**About this exercise**
Both the line with "match run(cli.command, &cli.config, config).await" and the line with "market, timeframe, limit" in the records below must appear in the output, along with every line between them, exactly and with nothing added.
━━━━━ Exercise materials
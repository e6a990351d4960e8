// Crypto Desk Simulator - CLI
// Order-book analytics, NDF quotes, execution and risk for spot and perp markets

use clap::{Parser, Subcommand, ValueEnum};
use std::path::Path;
use std::process::ExitCode;
use tracing::{error, info, warn};

use crypto_desk_sim::{Config, DeskParams, DeskResult, MarketSelection, MarketType};

// Load command modules from cli directory
#[path = "../cli/analytics_commands.rs"]
mod analytics_commands;
#[path = "../cli/market_commands.rs"]
mod market_commands;
#[path = "../cli/render.rs"]
mod render;

#[derive(Parser)]
#[command(name = "desk")]
#[command(version)]
#[command(about = "Crypto Derivatives Liquidity & Risk Simulator", long_about = None)]
struct Cli {
    /// Enable verbose logging
    #[arg(short, long, global = true)]
    verbose: bool,

    /// Configuration file path
    #[arg(short, long, global = true, default_value = "config.toml")]
    config: String,

    #[command(subcommand)]
    command: Commands,
}

#[derive(Clone, Copy, ValueEnum)]
enum MarketArg {
    Spot,
    Perp,
}

impl From<MarketArg> for MarketType {
    fn from(arg: MarketArg) -> Self {
        match arg {
            MarketArg::Spot => MarketType::Spot,
            MarketArg::Perp => MarketType::Perp,
        }
    }
}

#[derive(Clone, Copy, ValueEnum)]
enum SelectionArg {
    Spot,
    Perp,
    Both,
}

impl From<SelectionArg> for MarketSelection {
    fn from(arg: SelectionArg) -> Self {
        match arg {
            SelectionArg::Spot => MarketSelection::Spot,
            SelectionArg::Perp => MarketSelection::Perp,
            SelectionArg::Both => MarketSelection::Both,
        }
    }
}

#[derive(Subcommand)]
enum Commands {
    /// Write a default configuration file
    Init {
        /// Overwrite an existing file
        #[arg(short, long)]
        force: bool,
    },

    /// Show order-book depth, mid and spread
    Book {
        #[arg(short, long, value_enum, default_value = "spot")]
        market: MarketArg,

        /// Levels requested from the exchange
        #[arg(short, long)]
        limit: Option<usize>,

        /// Levels per side in the depth table
        #[arg(short, long)]
        depth: Option<usize>,
    },

    /// Print OHLCV candles
    Candles {
        #[arg(short, long, value_enum, default_value = "spot")]
        market: MarketArg,

        /// Candle interval (e.g. 1m, 1h, 1d)
        #[arg(short, long)]
        timeframe: Option<String>,

        #[arg(short, long, default_value = "24")]
        limit: usize,
    },

    /// Sample mid and spread repeatedly
    Poll {
        #[arg(short, long, value_enum, default_value = "both")]
        market: SelectionArg,

        #[arg(short, long, default_value = "10")]
        samples: usize,

        #[arg(short, long, default_value = "1000")]
        interval_ms: u64,
    },

    /// Price a forward curve from a spot level
    Ndf {
        /// Spot or perp mid
        #[arg(long)]
        spot: f64,

        /// Annual domestic funding rate
        #[arg(long, allow_hyphen_values = true)]
        r: Option<f64>,

        /// Annual crypto funding rate
        #[arg(long, allow_hyphen_values = true)]
        q: Option<f64>,

        /// Tenors in days (comma-separated)
        #[arg(long, value_delimiter = ',', default_value = "1,7,30,90,180")]
        tenors: Vec<u32>,

        #[arg(long)]
        spread_bp: Option<f64>,
    },

    /// Simulate VWAP and TWAP on a synthetic microprice path
    Execute {
        /// Starting mid price
        #[arg(long)]
        mid: f64,

        /// Notional to execute in quote currency
        #[arg(short, long)]
        notional: Option<f64>,
    },

    /// Price-shock / fee / volatility stress grid
    Stress {
        /// Current price
        #[arg(long)]
        price: f64,

        /// Position size
        #[arg(long, allow_hyphen_values = true)]
        qty: Option<f64>,
    },

    /// Full dashboard pass on live data
    Dashboard {
        #[arg(short, long, value_enum, default_value = "both")]
        market: SelectionArg,

        #[arg(long, allow_hyphen_values = true)]
        r: Option<f64>,

        #[arg(long, allow_hyphen_values = true)]
        q: Option<f64>,

        #[arg(long)]
        spread_bp: Option<f64>,

        #[arg(short, long)]
        notional: Option<f64>,

        #[arg(long)]
        tenor_days: Option<u32>,
    },
}

#[tokio::main]
async fn main() -> ExitCode {
    let cli = Cli::parse();

    // Load config before logging so the file can set the level
    let config = match load_config(&cli.config) {
        Ok(config) => config,
        Err(e) => {
            eprintln!("❌ {}", e.user_message());
            return ExitCode::FAILURE;
        }
    };

    let log_level = if cli.verbose { "debug" } else { config.logging.level.as_str() };
    std::env::set_var("RUST_LOG", log_level);
    tracing_subscriber::fmt::init();

    match run(cli.command, &cli.config, config).await {
        Ok(()) => ExitCode::SUCCESS,
        Err(e) => {
            error!("❌ {} error", e.category());
            error!("{}", e.user_message());
            ExitCode::FAILURE
        }
    }
}

/// Missing config files fall back to defaults; broken ones are errors
fn load_config(path: &str) -> DeskResult<Config> {
    if Path::new(path).exists() {
        Ok(Config::from_file(path)?)
    } else {
        Ok(Config::default())
    }
}

async fn run(command: Commands, config_path: &str, config: Config) -> DeskResult<()> {
    match command {
        Commands::Init { force } => init_config(config_path, force),
        Commands::Book { market, limit, depth } => {
            market_commands::show_book(market.into(), limit, depth, &config).await
        }
        Commands::Candles { market, timeframe, limit } => {
            market_commands::show_candles(market.into(), timeframe, limit, &config).await
        }
        Commands::Poll { market, samples, interval_ms } => {
            market_commands::poll_markets(market.into(), samples, interval_ms, &config).await
        }
        Commands::Ndf { spot, r, q, tenors, spread_bp } => {
            analytics_commands::show_forward_curve(spot, r, q, &tenors, spread_bp, &config)
        }
        Commands::Execute { mid, notional } => analytics_commands::simulate_execution(mid, notional, &config),
        Commands::Stress { price, qty } => analytics_commands::show_stress(price, qty, &config),
        Commands::Dashboard { market, r, q, spread_bp, notional, tenor_days } => {
            let defaults = DeskParams::from_defaults(&config.desk);
            let params = DeskParams {
                r_annual: r.unwrap_or(defaults.r_annual),
                q_annual: q.unwrap_or(defaults.q_annual),
                spread_bp: spread_bp.unwrap_or(defaults.spread_bp),
                target_notional: notional.unwrap_or(defaults.target_notional),
                tenor_days: tenor_days.unwrap_or(defaults.tenor_days),
                var_alpha: defaults.var_alpha,
            };
            market_commands::run_dashboard(market.into(), params, &config).await
        }
    }
}

fn init_config(path: &str, force: bool) -> DeskResult<()> {
    info!("🔧 Initializing configuration...");

    if Path::new(path).exists() && !force {
        warn!("⚠️  {} already exists, skipping (use --force to overwrite)", path);
        return Ok(());
    }

    Config::default().to_file(path)?;
    info!("📝 Created {}", path);
    info!("💡 Next steps:");
    info!("   1. Review pairs and stress grids in {}", path);
    info!("   2. Run: desk dashboard --market both");
    Ok(())
}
━━━━━━━━━━
**Solution for this task**
    match run(cli.command, &cli.config, config).await {
        Ok(()) => ExitCode::SUCCESS,
        Err(e) => {
            error!("❌ {} error", e.category());
            error!("{}", e.user_message());
            ExitCode::FAILURE
        }
    }
}

/// Missing config files fall back to defaults; broken ones are errors
fn load_config(path: &str) -> DeskResult<Config> {
    if Path::new(path).exists() {
        Ok(Config::from_file(path)?)
    } else {
        Ok(Config::default())
    }
}

async fn run(command: Commands, config_path: &str, config: Config) -> DeskResult<()> {
    match command {
        Commands::Init { force } => init_config(config_path, force),
        Commands::Book { market, limit, depth } => {
            market_commands::show_book(market.into(), limit, depth, &config).await
        }
        Commands::Candles { market, timeframe, limit } => {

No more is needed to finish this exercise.